--- Directions for this task ---
Across the entries below, how many lines have the word "path" in them? Respond with only the number.

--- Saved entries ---
- - -

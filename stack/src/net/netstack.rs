//! Stack-wide context: device registry, protocol registry, neighbor cache,
//! and clock.
//!
//! # Architecture
//!
//! A [`NetStack`] value owns everything that would otherwise be process-global
//! state.  Protocol modules register their inbound handlers while the stack is
//! being built; once [`NetStack::new`] returns the registries are read-only,
//! so the RX path dispatches without any lock beyond the `Arc` it already
//! holds.  Tests build throwaway stacks with a manual clock.
//!
//! # Concurrency
//!
//! The handler table is populated before the `Arc` is shared and never
//! mutated afterwards.  Interface configuration goes through the device
//! registry's own locking.  The neighbor cache carries its own single lock
//! (see [`super::arp_cache`]).

use std::sync::Arc;

use log::{debug, info};

use super::netdev::{AddrFamily, DeviceHandle, DeviceRegistry, Netif};
use super::types::{DevIndex, Ipv4Addr, NetError};
use super::{arp, arp_cache::ArpCache, ipv4};
use crate::clock::Clock;

// =============================================================================
// Protocol registry
// =============================================================================

/// Inbound handler for one EtherType.
///
/// `payload` is the frame body; the Ethernet header has already been consumed
/// by the ingress pipeline.
pub trait ProtocolHandler: Send + Sync {
    fn handle_rx(&self, stack: &NetStack, dev: &DeviceHandle, payload: &[u8]);
}

/// EtherType → handler table.
///
/// Populated while the stack is built, read-only thereafter, so the RX path
/// does plain slice scans with no lock.
pub struct ProtocolRegistry {
    handlers: Vec<(u16, Box<dyn ProtocolHandler>)>,
}

impl ProtocolRegistry {
    pub fn new() -> Self {
        Self {
            handlers: Vec::new(),
        }
    }

    /// Register `handler` for `ethertype`.  At most one handler per type.
    pub fn register(
        &mut self,
        ethertype: u16,
        handler: Box<dyn ProtocolHandler>,
    ) -> Result<(), NetError> {
        if self.handlers.iter().any(|(t, _)| *t == ethertype) {
            return Err(NetError::InvalidArgument);
        }
        debug!("netstack: protocol 0x{ethertype:04x} registered");
        self.handlers.push((ethertype, handler));
        Ok(())
    }

    /// The handler registered for `ethertype`, if any.
    pub fn lookup(&self, ethertype: u16) -> Option<&dyn ProtocolHandler> {
        self.handlers
            .iter()
            .find(|(t, _)| *t == ethertype)
            .map(|(_, h)| h.as_ref())
    }
}

impl Default for ProtocolRegistry {
    fn default() -> Self {
        Self::new()
    }
}

// =============================================================================
// NetStack
// =============================================================================

/// The stack context shared by every thread: drivers below, protocols above.
pub struct NetStack {
    clock: Clock,
    devices: DeviceRegistry,
    protocols: ProtocolRegistry,
    arp: ArpCache,
}

impl NetStack {
    /// Build a stack with the standard protocol set (ARP, IPv4) wired in.
    pub fn new(clock: Clock) -> Arc<Self> {
        let mut protocols = ProtocolRegistry::new();
        let arp = arp::init(&mut protocols);
        ipv4::init(&mut protocols);
        Arc::new(Self {
            clock,
            devices: DeviceRegistry::new(),
            protocols,
            arp,
        })
    }

    #[inline]
    pub fn clock(&self) -> &Clock {
        &self.clock
    }

    /// Current stack time in whole seconds.
    #[inline]
    pub fn now_secs(&self) -> u64 {
        self.clock.now_secs()
    }

    #[inline]
    pub fn devices(&self) -> &DeviceRegistry {
        &self.devices
    }

    #[inline]
    pub fn protocols(&self) -> &ProtocolRegistry {
        &self.protocols
    }

    /// The neighbor cache.
    #[inline]
    pub fn arp_cache(&self) -> &ArpCache {
        &self.arp
    }

    /// Configure (or reconfigure) the IPv4 interface on a registered device.
    pub fn configure(
        &self,
        dev: DevIndex,
        unicast: Ipv4Addr,
        netmask: Ipv4Addr,
        gateway: Ipv4Addr,
    ) -> Result<Netif, NetError> {
        let netif = Netif {
            dev,
            family: AddrFamily::Ipv4,
            unicast,
            netmask,
            gateway,
        };
        self.devices.attach_netif(netif)?;
        info!(
            "netstack: configured dev {} -> {}/{} gw={}",
            dev,
            unicast,
            netif.prefix_len(),
            gateway
        );
        Ok(netif)
    }

    /// The IPv4 interface attached to `dev`, if configured.
    pub fn netif(&self, dev: DevIndex) -> Option<Netif> {
        self.devices.netif(dev, AddrFamily::Ipv4)
    }

    /// Check whether `ip` is assigned to any configured interface.
    pub fn is_our_addr(&self, ip: Ipv4Addr) -> bool {
        self.devices
            .enumerate()
            .iter()
            .any(|d| d.netif(AddrFamily::Ipv4).is_some_and(|n| n.unicast == ip))
    }

    /// Close every registered device, waking their RX threads.
    pub fn shutdown(&self) {
        for device in self.devices.enumerate() {
            device.close();
        }
    }
}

- - -

--- Solution for this problem ---
2